A welcome introduction to the short fiction of an essential writer.

Centrifugal, pensive, often elusive stories by the one of the greatest living Russian writers (and leading anti-Putinist).

“After breaking up with her latest lover, Martha committed suicide in an indecently literary manner: having gone to the hairdresser and manicurist, she threw herself under a train.” So Ulitskaya, hitherto known in English for her novels, dispenses with the high-living mother of a pensioner who’s determined to take a quieter route out of the mortal world than her mother took decades earlier; instead, Alisa determines that she’s going to stock up on pills and depart on her own terms. The trouble is, she needs a doctor to write a prescription, something easier said than done, and a proposition packed with tragedy all on its own. In another story, lesbian lovers marry in Amsterdam, “the most tolerant city in the world,” though when their family comes from Azerbaijan and Armenia to find two women at the altar, they intolerantly turn around and fly home, “having thereby refused to participate in the forthcoming blasphemy.” The couple is happy all the same—until, that is, death intervenes, as it so often does in Ulitskaya’s stories. Punctuated with a handful of portentous intervening poems (“I’m entering the final episode, / and whether it’s sweet or sour matters not, / so long as it formulates the ultimate meaning”), the stories have a sometimes surreal edge, as with an evocative ghost story in which a pathologist is visited by the spirit of a young man on whom he has just performed an autopsy.
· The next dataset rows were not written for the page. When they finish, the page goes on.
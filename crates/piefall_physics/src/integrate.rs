//! Fall and spin integration

use crate::body::FallingBody;
use crate::world::FallWorld;

/// Advance one body by one tick: drop by its fall speed, spin by its
/// rotation speed on each axis.
#[inline]
pub fn integrate(body: &mut FallingBody) {
    body.transform.position.y -= body.fall_speed();
    body.transform.rotation += body.rotation_speed();
}

/// Integrate every body in the world. Returns the number of bodies moved.
pub fn integrate_all(world: &mut FallWorld) -> usize {
    for body in world.bodies.values_mut() {
        integrate(body);
    }
    world.bodies.len()
}
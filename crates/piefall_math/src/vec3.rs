//! 3D Vector type

use bytemuck::{Pod, Zeroable};
use serde::{Serialize, Deserialize};

/// 3D Vector with x, y, z components
///
/// Used both for positions and for XYZ Euler angles (radians).
#[repr(C)]
#[derive(Clone, Copy, Debug, Default, PartialEq, Pod, Zeroable, Serialize, Deserialize)]
pub struct Vec3 {
    pub x: f32,
    pub y: f32,
    pub z: f32,
}

impl Vec3 {
    pub const ZERO: Self = Self { x: 0.0, y: 0.0, z: 0.0 };
    pub const ONE: Self = Self { x: 1.0, y: 1.0, z: 1.0 };
    pub const X: Self = Self { x: 1.0, y: 0.0, z: 0.0 };
    pub const Y: Self = Self { x: 0.0, y: 1.0, z: 0.0 };
    pub const Z: Self = Self { x: 0.0, y: 0.0, z: 1.0 };

    /// Create a new Vec3
    #[inline]
    pub const fn new(x: f32, y: f32, z: f32) -> Self {
        Self { x, y, z }
    }

    /// Dot product
    #[inline]
    pub fn dot(self, other: Self) -> f32 {
        self.x * other.x + self.y * other.y + self.z * other.z
    }

    /// Cross product
    #[inline]
    pub fn cross(self, other: Self) -> Self {
        Self::new(
            self.y * other.z - self.z * other.y,
            self.z * other.x - self.x * other.z,
            self.x * other.y - self.y * other.x,
        )
    }

    /// Length squared (faster than length)
    #[inline]
    pub fn length_squared(self) -> f32 {
        self.dot(self)
    }

    /// Length (magnitude)
    #[inline]
    pub fn length(self) -> f32 {
        self.length_squared().sqrt()
    }

    /// Euclidean distance to another point
    #[inline]
    pub fn distance(self, other: Self) -> f32 {
        (self - other).length()
    }

    /// Normalize to unit length
    #[inline]
    pub fn normalized(self) -> Self {
        let len = self.length();
        if len > 0.0 {
            self * (1.0 / len)
        } else {
            Self::ZERO
        }
    }

    /// Components as an array (for GPU upload)
    #[inline]
    pub fn to_array(self) -> [f32; 3] {
        [self.x, self.y, self.z]
    }

    /// Linear interpolation between two vectors
    #[inline]
    pub fn lerp(self, other: Self, t: f32) -> Self {
        self * (1.0 - t) + other * t
    }

    /// Component-wise multiplication (Hadamard product)
    #[inline]
    pub fn component_mul(self, other: Self) -> Self {
        Self::new(self.x * other.x, self.y * other.y, self.z * other.z)
    }

    /// True if every component is finite
    #[inline]
    pub fn is_finite(self) -> bool {
        self.x.is_finite() && self.y.is_finite() && self.z.is_finite()
    }
}

impl From<[f32; 3]> for Vec3 {
    fn from(a: [f32; 3]) -> Self {
        Self::new(a[0], a[1], a[2])
    }
}

// Operator overloads

impl std::ops::Add for Vec3 {
    type Output = Self;
    #[inline]
    fn add(self, other: Self) -> Self {
        Self::new(self.x + other.x, self.y + other.y, self.z + other.z)
    }
}

impl std::ops::AddAssign for Vec3 {
    #[inline]
    fn add_assign(&mut self, other: Self) {
        self.x += other.x;
        self.y += other.y;
        self.z += other.z;
    }
}

impl std::ops::Sub for Vec3 {
    type Output = Self;
    #[inline]
    fn sub(self, other: Self) -> Self {
        Self::new(self.x - other.x, self.y - other.y, self.z - other.z)
    }
}

impl std::ops::SubAssign for Vec3 {
    #[inline]
    fn sub_assign(&mut self, other: Self) {
        self.x -= other.x;
        self.y -= other.y;
        self.z -= other.z;
    }
}

impl std::ops::Mul<f32> for Vec3 {
    type Output = Self;
    #[inline]
    fn mul(self, scalar: f32) -> Self {
        Self::new(self.x * scalar, self.y * scalar, self.z * scalar)
    }
}

impl std::ops::MulAssign<f32> for Vec3 {
    #[inline]
    fn mul_assign(&mut self, scalar: f32) {
        self.x *= scalar;
        self.y *= scalar;
        self.z *= scalar;
    }
}

impl std::ops::Neg for Vec3 {
    type Output = Self;
    #[inline]
    fn neg(self) -> Self {
        Self::new(-self.x, -self.y, -self.z)
    }
}

impl std::ops::Div<f32> for Vec3 {
    type Output = Self;
    #[inline]
    fn div(self, scalar: f32) -> Self {
        Self::new(self.x / scalar, self.y / scalar, self.z / scalar)
    }
}
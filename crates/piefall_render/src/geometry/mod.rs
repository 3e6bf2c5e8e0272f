//! Procedural template meshes
//!
//! Meshes are flat-shaded triangle lists with outward-facing, counter-clockwise
//! winding.

mod pie;
mod text;

pub use pie::{pie_mesh, PieShape};
pub use text::{glyph_rows, text_mesh, GLYPH_HEIGHT, GLYPH_WIDTH};

use piefall_math::Vec3;

use crate::pipeline::MeshVertex;

/// CPU-side indexed mesh
#[derive(Clone, Debug, Default, PartialEq)]
pub struct MeshData {
    pub vertices: Vec<MeshVertex>,
    pub indices: Vec<u32>,
}

impl MeshData {
    /// Create an empty mesh
    pub fn new() -> Self {
        Self::default()
    }

    /// Create a mesh with pre-allocated capacity
    pub fn with_capacity(vertex_capacity: usize, index_capacity: usize) -> Self {
        Self {
            vertices: Vec::with_capacity(vertex_capacity),
            indices: Vec::with_capacity(index_capacity),
        }
    }

    #[inline]
    pub fn vertex_count(&self) -> usize {
        self.vertices.len()
    }

    #[inline]
    pub fn triangle_count(&self) -> usize {
        self.indices.len() / 3
    }

    #[inline]
    pub fn is_empty(&self) -> bool {
        self.indices.is_empty()
    }

    /// Add a flat-shaded triangle; the normal follows the winding
    pub fn push_triangle(&mut self, a: Vec3, b: Vec3, c: Vec3) {
        let normal = (b - a).cross(c - a).normalized().to_array();
        let base = self.vertices.len() as u32;
        for p in [a, b, c] {
            self.vertices.push(MeshVertex::new(p.to_array(), normal));
        }
        self.indices.extend_from_slice(&[base, base + 1, base + 2]);
    }

    /// Add a flat-shaded planar quad with corners in counter-clockwise order
    pub fn push_quad(&mut self, a: Vec3, b: Vec3, c: Vec3, d: Vec3) {
        let normal = (b - a).cross(c - a).normalized().to_array();
        let base = self.vertices.len() as u32;
        for p in [a, b, c, d] {
            self.vertices.push(MeshVertex::new(p.to_array(), normal));
        }
        self.indices
            .extend_from_slice(&[base, base + 1, base + 2, base, base + 2, base + 3]);
    }

    /// Add an axis-aligned box
    pub fn push_box(&mut self, min: Vec3, max: Vec3) {
        let (x0, y0, z0) = (min.x, min.y, min.z);
        let (x1, y1, z1) = (max.x, max.y, max.z);

        // +X, -X
        self.push_quad(
            Vec3::new(x1, y0, z1), Vec3::new(x1, y0, z0),
            Vec3::new(x1, y1, z0), Vec3::new(x1, y1, z1),
        );
        self.push_quad(
            Vec3::new(x0, y0, z0), Vec3::new(x0, y0, z1),
            Vec3::new(x0, y1, z1), Vec3::new(x0, y1, z0),
        );
        // +Y, -Y
        self.push_quad(
            Vec3::new(x0, y1, z1), Vec3::new(x1, y1, z1),
            Vec3::new(x1, y1, z0), Vec3::new(x0, y1, z0),
        );
        self.push_quad(
            Vec3::new(x0, y0, z0), Vec3::new(x1, y0, z0),
            Vec3::new(x1, y0, z1), Vec3::new(x0, y0, z1),
        );
        // +Z, -Z
        self.push_quad(
            Vec3::new(x0, y0, z1), Vec3::new(x1, y0, z1),
            Vec3::new(x1, y1, z1), Vec3::new(x0, y1, z1),
        );
        self.push_quad(
            Vec3::new(x1, y0, z0), Vec3::new(x0, y0, z0),
            Vec3::new(x0, y1, z0), Vec3::new(x1, y1, z0),
        );
    }

    /// Axis-aligned bounds, or `None` for an empty mesh
    pub fn bounds(&self) -> Option<(Vec3, Vec3)> {
        let first = Vec3::from(self.vertices.first()?.position);
        Some(self.vertices.iter().fold((first, first), |(lo, hi), v| {
            let p = Vec3::from(v.position);
            (
                Vec3::new(lo.x.min(p.x), lo.y.min(p.y), lo.z.min(p.z)),
                Vec3::new(hi.x.max(p.x), hi.y.max(p.y), hi.z.max(p.z)),
            )
        }))
    }

    /// Move every vertex by `offset`
    pub fn translate(&mut self, offset: Vec3) {
        for v in &mut self.vertices {
            v.position = (Vec3::from(v.position) + offset).to_array();
        }
    }

    /// Translate so the bounding box is centered on the origin
    pub fn center(&mut self) {
        if let Some((lo, hi)) = self.bounds() {
            self.translate(-(lo + hi) * 0.5);
        }
    }
}

#[cfg(test)]
mod tests {
    use super::*;

    #[test]
    fn test_box_counts() {
        let mut mesh = MeshData::new();
        mesh.push_box(Vec3::ZERO, Vec3::ONE);
        assert_eq!(mesh.vertex_count(), 24);
        assert_eq!(mesh.triangle_count(), 12);
    }

    #[test]
    fn test_box_normals_point_outward() {
        let mut mesh = MeshData::new();
        let (min, max) = (Vec3::new(-1.0, -2.0, -0.5), Vec3::new(1.0, 2.0, 0.5));
        mesh.push_box(min, max);
        let center = (min + max) * 0.5;

        for quad in mesh.vertices.chunks(4) {
            let normal = Vec3::from(quad[0].normal);
            let face_center = quad
                .iter()
                .fold(Vec3::ZERO, |acc, v| acc + Vec3::from(v.position))
                * 0.25;
            assert!(normal.dot(face_center - center) > 0.0, "inward normal {:?}", normal);
            assert!((normal.length() - 1.0).abs() < 1e-5);
        }
    }

    #[test]
    fn test_center() {
        let mut mesh = MeshData::new();
        mesh.push_box(Vec3::new(2.0, 2.0, 2.0), Vec3::new(4.0, 6.0, 3.0));
        mesh.center();
        let (lo, hi) = mesh.bounds().unwrap();
        assert_eq!(lo, Vec3::new(-1.0, -2.0, -0.5));
        assert_eq!(hi, Vec3::new(1.0, 2.0, 0.5));
    }

    #[test]
    fn test_empty_bounds() {
        assert!(MeshData::new().bounds().is_none());
        assert!(MeshData::new().is_empty());
    }
}
//! WGPU device, queue and surface management

use std::sync::Arc;

use winit::dpi::PhysicalSize;
use winit::window::Window;

use crate::error::RenderError;

/// Everything needed to draw into a window
pub struct RenderContext {
    pub surface: wgpu::Surface<'static>,
    pub device: wgpu::Device,
    pub queue: wgpu::Queue,
    pub config: wgpu::SurfaceConfiguration,
    pub size: PhysicalSize<u32>,
}

impl RenderContext {
    /// Create a context with vsync enabled
    pub async fn new(window: Arc<Window>) -> Result<Self, RenderError> {
        Self::with_vsync(window, true).await
    }

    /// Create a context, choosing the present mode from `vsync`
    pub async fn with_vsync(window: Arc<Window>, vsync: bool) -> Result<Self, RenderError> {
        let size = window.inner_size();

        let instance = wgpu::Instance::new(&wgpu::InstanceDescriptor {
            backends: wgpu::Backends::all(),
            ..Default::default()
        });

        let surface = instance
            .create_surface(window)
            .map_err(|e| RenderError::SurfaceCreation(e.to_string()))?;

        let adapter = instance
            .request_adapter(&wgpu::RequestAdapterOptions {
                power_preference: wgpu::PowerPreference::HighPerformance,
                compatible_surface: Some(&surface),
                force_fallback_adapter: false,
            })
            .await
            .ok_or(RenderError::NoAdapter)?;

        log::info!("Using adapter: {}", adapter.get_info().name);

        let (device, queue) = adapter
            .request_device(
                &wgpu::DeviceDescriptor {
                    label: Some("Piefall Device"),
                    required_features: wgpu::Features::empty(),
                    required_limits: wgpu::Limits::default(),
                    memory_hints: wgpu::MemoryHints::default(),
                },
                None,
            )
            .await
            .map_err(|e| RenderError::DeviceRequest(e.to_string()))?;

        let caps = surface.get_capabilities(&adapter);
        let format = caps
            .formats
            .iter()
            .copied()
            .find(|f| f.is_srgb())
            .or_else(|| caps.formats.first().copied())
            .ok_or_else(|| RenderError::SurfaceCreation("surface reports no formats".to_string()))?;

        let present_mode = if vsync {
            wgpu::PresentMode::AutoVsync
        } else {
            wgpu::PresentMode::AutoNoVsync
        };

        let config = wgpu::SurfaceConfiguration {
            usage: wgpu::TextureUsages::RENDER_ATTACHMENT,
            format,
            width: size.width.max(1),
            height: size.height.max(1),
            present_mode,
            alpha_mode: caps.alpha_modes.first().copied().unwrap_or(wgpu::CompositeAlphaMode::Auto),
            view_formats: vec![],
            desired_maximum_frame_latency: 2,
        };
        surface.configure(&device, &config);

        Ok(Self {
            surface,
            device,
            queue,
            config,
            size,
        })
    }

    /// Reconfigure the surface for a new window size
    pub fn resize(&mut self, new_size: PhysicalSize<u32>) {
        if new_size.width > 0 && new_size.height > 0 {
            self.size = new_size;
            self.config.width = new_size.width;
            self.config.height = new_size.height;
            self.surface.configure(&self.device, &self.config);
        }
    }

    /// Reconfigure the surface at its current size (after it was lost)
    pub fn reconfigure(&mut self) {
        self.resize(self.size);
    }

    /// Width divided by height of the surface
    pub fn aspect_ratio(&self) -> f32 {
        self.config.width as f32 / self.config.height.max(1) as f32
    }
}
The stories are, beg pardon, haunting, though marked by occasional odd turns of phrase that would seem to be direct renderings of idiomatic expressions that don’t quite travel well in English: “Normal men with appropriate sexual attributes never struck root in this family.” “ ‘He’s a student of mathematics, not a dog’s prick!’ ” Even so, the stories are marvels of economy and the unexpected twist, each a memorable tour de force.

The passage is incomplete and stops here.